Schini V B, Vanhoutte P M
Department of Physiology and Biophysics, Mayo Clinic, Rochester, Minnesota.
J Cardiovasc Pharmacol. 1989;14 Suppl 11:S91-4.
The purpose of the present investigations was to determine whether or not SIN-1, a metabolite of molsidomine that spontaneously releases nitric oxide, stimulates the production of adenosine-3',5'-cyclic monophosphate (cyclic AMP) and of guanosine-3',5'-cyclic monophosphate (cyclic GMP) in endothelial cells. All experiments were performed on first or second passage cultured porcine aortic endothelial cells. SIN-1 induced a time- and concentration-dependent accumulation of cyclic GMP but not of cyclic AMP. The production of cyclic GMP evoked by SIN-1 but not evoked by human alpha-natriuretic polypeptide was inhibited by treatment of the cells with either methylene blue (an inhibitor of soluble guanylate cyclase) and hemoglobin (a scavenger of nitric oxide). These data suggest that SIN-1 enhances the activity of soluble guanylate cyclase, which in turn induces the accumulation of cyclic GMP in endothelial cells. This response is probably due to the spontaneous release of nitric oxide, which is a potent activator of soluble guanylate cyclase.

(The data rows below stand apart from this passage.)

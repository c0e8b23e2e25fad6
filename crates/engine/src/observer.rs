// SPDX-License-Identifier: BUSL-1.1
// Copyright (c) 2026 Alfred Jean LLC

//! The three observation events `execute` fires, and the synchronous
//! handler trait subscribers implement. Handlers run on the engine's own
//! logical thread — the engine never awaits inside a handler call, so a
//! handler that needs asynchronous human input must bridge it with its own
//! blocking channel/future internally.

use pipeforge_core::{OutputLine, PipelineRun};

/// The action a breakpoint handler chooses for the step it was shown.
#[derive(Debug, Clone, Copy, PartialEq, Eq, Default)]
pub enum DebugAction {
    #[default]
    Continue,
    Skip,
    Retry,
    Abort,
}

pub struct OutputEvent<'a> {
    pub run: &'a PipelineRun,
    pub stage_name: &'a str,
    pub step_name: &'a str,
    pub line: &'a OutputLine,
}

pub struct BeforeStepEvent<'a> {
    pub run: &'a PipelineRun,
    pub stage_name: &'a str,
    pub step_name: &'a str,
    pub step_index: usize,
    pub total_steps: usize,
    /// `true` when this is the failure retry/abort gate (`breakpoint:
    /// on_failure`) rather than the step's normal pre-execution pause.
    pub is_failure_retry_gate: bool,
}

pub struct AfterStepEvent<'a> {
    pub run: &'a PipelineRun,
    pub stage_name: &'a str,
    pub step_name: &'a str,
    pub step_index: usize,
    pub total_steps: usize,
}

/// Subscriber to a running pipeline. All methods have a default no-op (or
/// `Continue`) implementation so observers only need to override what they
/// care about.
pub trait PipelineObserver: Send + Sync {
    fn on_output(&self, _event: OutputEvent<'_>) {}

    fn on_before_step(&self, _event: BeforeStepEvent<'_>) -> DebugAction {
        DebugAction::Continue
    }

    fn on_after_step(&self, _event: AfterStepEvent<'_>) {}
}

/// An observer that does nothing, for non-interactive runs with no
/// interested subscriber.
pub struct NullObserver;

impl PipelineObserver for NullObserver {}
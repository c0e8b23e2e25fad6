use super::*;

crate::define_id! {
    pub struct TestId;
}

#[yare::parameterized(
    longer_than_n = { "0123456789abcdef", 8, "01234567" },
    shorter_than_n = { "abc", 8, "abc" },
    exactly_n = { "12345678", 8, "12345678" },
)]
fn short_truncates_to_at_most_n_chars(input: &str, n: usize, expected: &str) {
    let id = TestId::new(input);
    assert_eq!(id.short(n), expected);
}

#[test]
fn display_matches_inner_string() {
    let id = TestId::new("run-1");
    assert_eq!(id.to_string(), "run-1");
}

#[test]
fn sequential_id_gen_increments() {
    let gen = SequentialIdGen::new("run");
    assert_eq!(gen.next(), "run-1");
    assert_eq!(gen.next(), "run-2");
}

#[test]
fn uuid_id_gen_produces_unique_ids() {
    let gen = UuidIdGen;
    assert_ne!(gen.next(), gen.next());
}
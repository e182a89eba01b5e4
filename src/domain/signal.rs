//! Failure signals produced by the detectors
//!
//! Each variant carries exactly the fields needed to render an alert. Signals are
//! produced once by a detector and consumed once by the orchestrator.

use chrono::{DateTime, Utc};
use serde::{Deserialize, Serialize};

/// A detected failure pattern
#[derive(Debug, Clone, PartialEq, Serialize, Deserialize)]
#[serde(tag = "kind")]
pub enum Signal {
    /// Open interest fell more than 15% against a sample at least 5 minutes old
    #[serde(rename = "oi_drop_5min")]
    OiDrop5Min {
        drop_pct: f64,
        old_oi: f64,
        new_oi: f64,
    },
    /// Open interest fell more than 30% against a sample at least 1 hour old
    #[serde(rename = "oi_drop_1hour")]
    OiDrop1Hour {
        drop_pct: f64,
        old_oi: f64,
        new_oi: f64,
    },
    /// Price made a higher high while RSI made a lower high
    #[serde(rename = "bearish_divergence")]
    BearishDivergence {
        price1: f64,
        price2: f64,
        rsi1: f64,
        rsi2: f64,
        timestamp: DateTime<Utc>,
    },
    /// Funding rate flipped positive after a deep negative print (percent units)
    #[serde(rename = "funding_flip_positive")]
    FundingFlipPositive {
        min_rate: f64,
        current_rate: f64,
        change: f64,
    },
}

impl Signal {
    /// Wire discriminator for this signal
    pub fn kind(&self) -> &'static str {
        match self {
            Signal::OiDrop5Min { .. } => "oi_drop_5min",
            Signal::OiDrop1Hour { .. } => "oi_drop_1hour",
            Signal::BearishDivergence { .. } => "bearish_divergence",
            Signal::FundingFlipPositive { .. } => "funding_flip_positive",
        }
    }
}

impl std::fmt::Display for Signal {
    fn fmt(&self, f: &mut std::fmt::Formatter<'_>) -> std::fmt::Result {
        write!(f, "{}", self.kind())
    }
}
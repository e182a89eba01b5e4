use config::{Config, ConfigError, Environment, File};
use serde::Deserialize;
use std::path::Path;
use std::time::Duration;

use crate::adapters::{BINANCE_FAPI_URL, BINANCE_FSTREAM_URL};
use crate::strategy::OrchestratorConfig;
use crate::supervisor::AlertManagerConfig;

/// Main configuration structure
#[derive(Debug, Clone, Deserialize)]
pub struct AppConfig {
    #[serde(default)]
    pub market: MarketConfig,
    #[serde(default)]
    pub monitor: MonitorConfig,
    #[serde(default)]
    pub alerts: AlertsConfig,
    #[serde(default)]
    pub logging: LoggingConfig,
}

#[derive(Debug, Clone, Deserialize)]
pub struct MarketConfig {
    /// Perpetual contract symbol (e.g., "MYXUSDT")
    #[serde(default = "default_symbol")]
    pub symbol: String,
    /// Kline timeframe for the divergence detector
    #[serde(default = "default_interval")]
    pub interval: String,
    /// REST endpoint for open interest and funding snapshots
    #[serde(default = "default_rest_url")]
    pub rest_url: String,
    /// WebSocket endpoint for the kline stream
    #[serde(default = "default_ws_url")]
    pub ws_url: String,
}

fn default_symbol() -> String {
    "MYXUSDT".to_string()
}

fn default_interval() -> String {
    "15m".to_string()
}

fn default_rest_url() -> String {
    BINANCE_FAPI_URL.to_string()
}

fn default_ws_url() -> String {
    BINANCE_FSTREAM_URL.to_string()
}

impl Default for MarketConfig {
    fn default() -> Self {
        Self {
            symbol: default_symbol(),
            interval: default_interval(),
            rest_url: default_rest_url(),
            ws_url: default_ws_url(),
        }
    }
}

#[derive(Debug, Clone, Deserialize)]
pub struct MonitorConfig {
    /// Seconds between snapshot polls
    #[serde(default = "default_poll_interval")]
    pub poll_interval_secs: u64,
    /// Seconds to wait after a failed poll
    #[serde(default = "default_backoff")]
    pub backoff_secs: u64,
    /// Closed bars buffered between the stream and the detector
    #[serde(default = "default_bar_channel_capacity")]
    pub bar_channel_capacity: usize,
    /// REST request timeout in seconds
    #[serde(default = "default_request_timeout")]
    pub request_timeout_secs: u64,
}

fn default_poll_interval() -> u64 {
    30
}

fn default_backoff() -> u64 {
    60
}

fn default_bar_channel_capacity() -> usize {
    256
}

fn default_request_timeout() -> u64 {
    10
}

impl Default for MonitorConfig {
    fn default() -> Self {
        Self {
            poll_interval_secs: default_poll_interval(),
            backoff_secs: default_backoff(),
            bar_channel_capacity: default_bar_channel_capacity(),
            request_timeout_secs: default_request_timeout(),
        }
    }
}

impl MonitorConfig {
    pub fn request_timeout(&self) -> Duration {
        Duration::from_secs(self.request_timeout_secs)
    }

    pub fn orchestrator_config(&self) -> OrchestratorConfig {
        OrchestratorConfig {
            poll_interval: Duration::from_secs(self.poll_interval_secs),
            backoff: Duration::from_secs(self.backoff_secs),
            bar_channel_capacity: self.bar_channel_capacity,
        }
    }
}

#[derive(Debug, Clone, Deserialize, Default)]
pub struct AlertsConfig {
    /// Suppress repeats of the same signal kind within this many seconds (0 = off)
    #[serde(default)]
    pub rate_limit_secs: u64,
}

impl AlertsConfig {
    pub fn manager_config(&self) -> AlertManagerConfig {
        AlertManagerConfig {
            rate_limit_secs: self.rate_limit_secs,
        }
    }
}

#[derive(Debug, Clone, Deserialize)]
pub struct LoggingConfig {
    /// Level for this crate's targets; dependencies log at info
    #[serde(default = "default_log_level")]
    pub level: String,
    /// Enable JSON formatted logs
    #[serde(default)]
    pub json: bool,
}

fn default_log_level() -> String {
    "debug".to_string()
}

impl Default for LoggingConfig {
    fn default() -> Self {
        Self {
            level: default_log_level(),
            json: false,
        }
    }
}

impl Default for AppConfig {
    fn default() -> Self {
        Self {
            market: MarketConfig::default(),
            monitor: MonitorConfig::default(),
            alerts: AlertsConfig::default(),
            logging: LoggingConfig::default(),
        }
    }
}

impl AppConfig {
    /// Load configuration from files and environment
    pub fn load() -> Result<Self, ConfigError> {
        Self::load_from("config")
    }

    /// Load configuration from a specific directory
    pub fn load_from<P: AsRef<Path>>(config_dir: P) -> Result<Self, ConfigError> {
        let config_dir = config_dir.as_ref();

        let builder = Config::builder()
            .set_default("market.symbol", default_symbol())?
            .set_default("market.interval", default_interval())?
            .set_default("monitor.poll_interval_secs", default_poll_interval())?
            .set_default("monitor.backoff_secs", default_backoff())?
            .set_default("logging.level", default_log_level())?
            .set_default("logging.json", false)?
            .add_source(File::from(config_dir.join("default.toml")).required(false))
            // Environment-specific overrides (e.g., config/production.toml)
            .add_source(
                File::from(config_dir.join(
                    std::env::var("FAILWATCH_ENV").unwrap_or_else(|_| "development".to_string()),
                ))
                .required(false),
            )
            // FAILWATCH_MARKET__SYMBOL, FAILWATCH_MONITOR__BACKOFF_SECS, ...
            .add_source(
                Environment::with_prefix("FAILWATCH")
                    .separator("__")
                    .try_parsing(true),
            );

        builder.build()?.try_deserialize()
    }

    /// Replace the monitored symbol (CLI override)
    pub fn with_symbol(mut self, symbol: &str) -> Self {
        self.market.symbol = symbol.to_uppercase();
        self
    }

    /// Validate configuration values
    pub fn validate(&self) -> Result<(), Vec<String>> {
        let mut errors = Vec::new();

        if self.market.symbol.trim().is_empty() {
            errors.push("market.symbol must not be empty".to_string());
        }

        if !self.market.rest_url.starts_with("http") {
            errors.push(format!(
                "market.rest_url must be an http(s) URL: {}",
                self.market.rest_url
            ));
        }

        if url::Url::parse(&self.market.ws_url)
            .map(|u| u.scheme() != "ws" && u.scheme() != "wss")
            .unwrap_or(true)
        {
            errors.push(format!(
                "market.ws_url must be a ws(s) URL: {}",
                self.market.ws_url
            ));
        }

        if self.monitor.poll_interval_secs == 0 {
            errors.push("monitor.poll_interval_secs must be positive".to_string());
        }

        if self.monitor.backoff_secs == 0 {
            errors.push("monitor.backoff_secs must be positive".to_string());
        }

        if self.monitor.bar_channel_capacity == 0 {
            errors.push("monitor.bar_channel_capacity must be positive".to_string());
        }

        if self.monitor.request_timeout_secs == 0 {
            errors.push("monitor.request_timeout_secs must be positive".to_string());
        }

        if errors.is_empty() {
            Ok(())
        } else {
            Err(errors)
        }
    }
}
pub mod adapters;
pub mod cli;
pub mod config;
pub mod domain;
pub mod error;
pub mod exchange;
pub mod strategy;
pub mod supervisor;

pub use config::AppConfig;
pub use domain::{PriceBar, Sample, Signal};
pub use error::{MonitorError, Result};
pub use exchange::{MarketDataSource, PriceBarStream, Venue};
pub use strategy::{
    BoundedTimeWindow, FundingRateFlipDetector, OpenInterestDropDetector, PollPolicy,
    RsiDivergenceDetector, SignalOrchestrator,
};
pub use supervisor::{Alert, AlertLevel, AlertManager, AlertManagerConfig, AlertSink};
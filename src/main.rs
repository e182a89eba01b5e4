use clap::Parser;
use failwatch::adapters::{BinanceFuturesClient, BinanceKlineWebSocket};
use failwatch::cli::{self, Cli, Commands};
use failwatch::config::{AppConfig, LoggingConfig};
use failwatch::error::{MonitorError, Result};
use failwatch::strategy::SignalOrchestrator;
use failwatch::supervisor::AlertManager;
use std::sync::Arc;
use tokio::signal;
use tracing::{error, info};
use tracing_subscriber::EnvFilter;

#[tokio::main]
async fn main() -> Result<()> {
    let cli = Cli::parse();

    let mut config = AppConfig::load_from(&cli.config)?;
    if let Some(symbol) = &cli.symbol {
        config = config.with_symbol(symbol);
    }
    if let Err(errors) = config.validate() {
        return Err(MonitorError::InvalidConfig(errors.join("; ")));
    }

    match cli.command() {
        Commands::Run => {
            init_logging(&config.logging);
            run_monitor(config).await?;
        }
        Commands::Snapshot => {
            init_logging_simple();
            let client = BinanceFuturesClient::new(
                &config.market.rest_url,
                &config.market.symbol,
                config.monitor.request_timeout(),
            )?;
            cli::show_snapshot(&client, client.symbol()).await?;
        }
    }

    Ok(())
}

async fn run_monitor(config: AppConfig) -> Result<()> {
    let symbol = config.market.symbol.clone();
    info!(
        "Starting failwatch for {} ({} bars, poll every {}s)",
        symbol, config.market.interval, config.monitor.poll_interval_secs
    );

    let source = BinanceFuturesClient::new(
        &config.market.rest_url,
        &symbol,
        config.monitor.request_timeout(),
    )?;
    let bars = BinanceKlineWebSocket::new(&config.market.ws_url, &symbol, &config.market.interval);
    let alerts = AlertManager::new(config.alerts.manager_config(), &symbol);

    let orchestrator = SignalOrchestrator::new(
        config.monitor.orchestrator_config(),
        Arc::new(source),
        Arc::new(bars),
        Arc::new(alerts),
    );

    orchestrator.run(shutdown_signal()).await?;
    info!("failwatch stopped");
    Ok(())
}

fn init_logging(logging: &LoggingConfig) {
    let filter = EnvFilter::try_from_default_env()
        .unwrap_or_else(|_| EnvFilter::new(format!("info,failwatch={}", logging.level)));

    if logging.json {
        tracing_subscriber::fmt()
            .json()
            .with_env_filter(filter)
            .with_target(true)
            .init();
    } else {
        tracing_subscriber::fmt()
            .with_env_filter(filter)
            .with_target(true)
            .with_thread_ids(false)
            .with_file(false)
            .with_line_number(false)
            .init();
    }
}

fn init_logging_simple() {
    // Minimal logging for one-shot commands
    let _ = tracing_subscriber::fmt()
        .with_max_level(tracing::Level::WARN)
        .try_init();
}

async fn shutdown_signal() {
    let ctrl_c = async {
        if let Err(e) = signal::ctrl_c().await {
            error!("Failed to install Ctrl+C handler: {}", e);
        }
    };

    #[cfg(unix)]
    let terminate = async {
        match signal::unix::signal(signal::unix::SignalKind::terminate()) {
            Ok(mut stream) => {
                stream.recv().await;
            }
            Err(e) => error!("Failed to install SIGTERM handler: {}", e),
        }
    };

    #[cfg(not(unix))]
    let terminate = std::future::pending::<()>();

    tokio::select! {
        _ = ctrl_c => {},
        _ = terminate => {},
    }
}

本研究的目的是确定吗多明的代谢产物SIN-1(一种能自发释放一氧化氮的物质)是否刺激内皮细胞中3',5'-环磷酸腺苷(环磷腺苷)和3',5'-环磷酸鸟苷(环磷鸟苷)的产生。所有实验均在第一代或第二代培养的猪主动脉内皮细胞上进行。SIN-1诱导环磷鸟苷呈时间和浓度依赖性积累,但不诱导环磷腺苷积累。用亚甲蓝(一种可溶性鸟苷酸环化酶抑制剂)和血红蛋白(一种一氧化氮清除剂)处理细胞可抑制SIN-1诱导的环磷鸟苷产生,但不抑制人α-利钠肽诱导的环磷鸟苷产生。这些数据表明,SIN-1增强了可溶性鸟苷酸环化酶的活性,进而诱导内皮细胞中环磷鸟苷的积累。这种反应可能是由于一氧化氮的自发释放,一氧化氮是可溶性鸟苷酸环化酶的有效激活剂。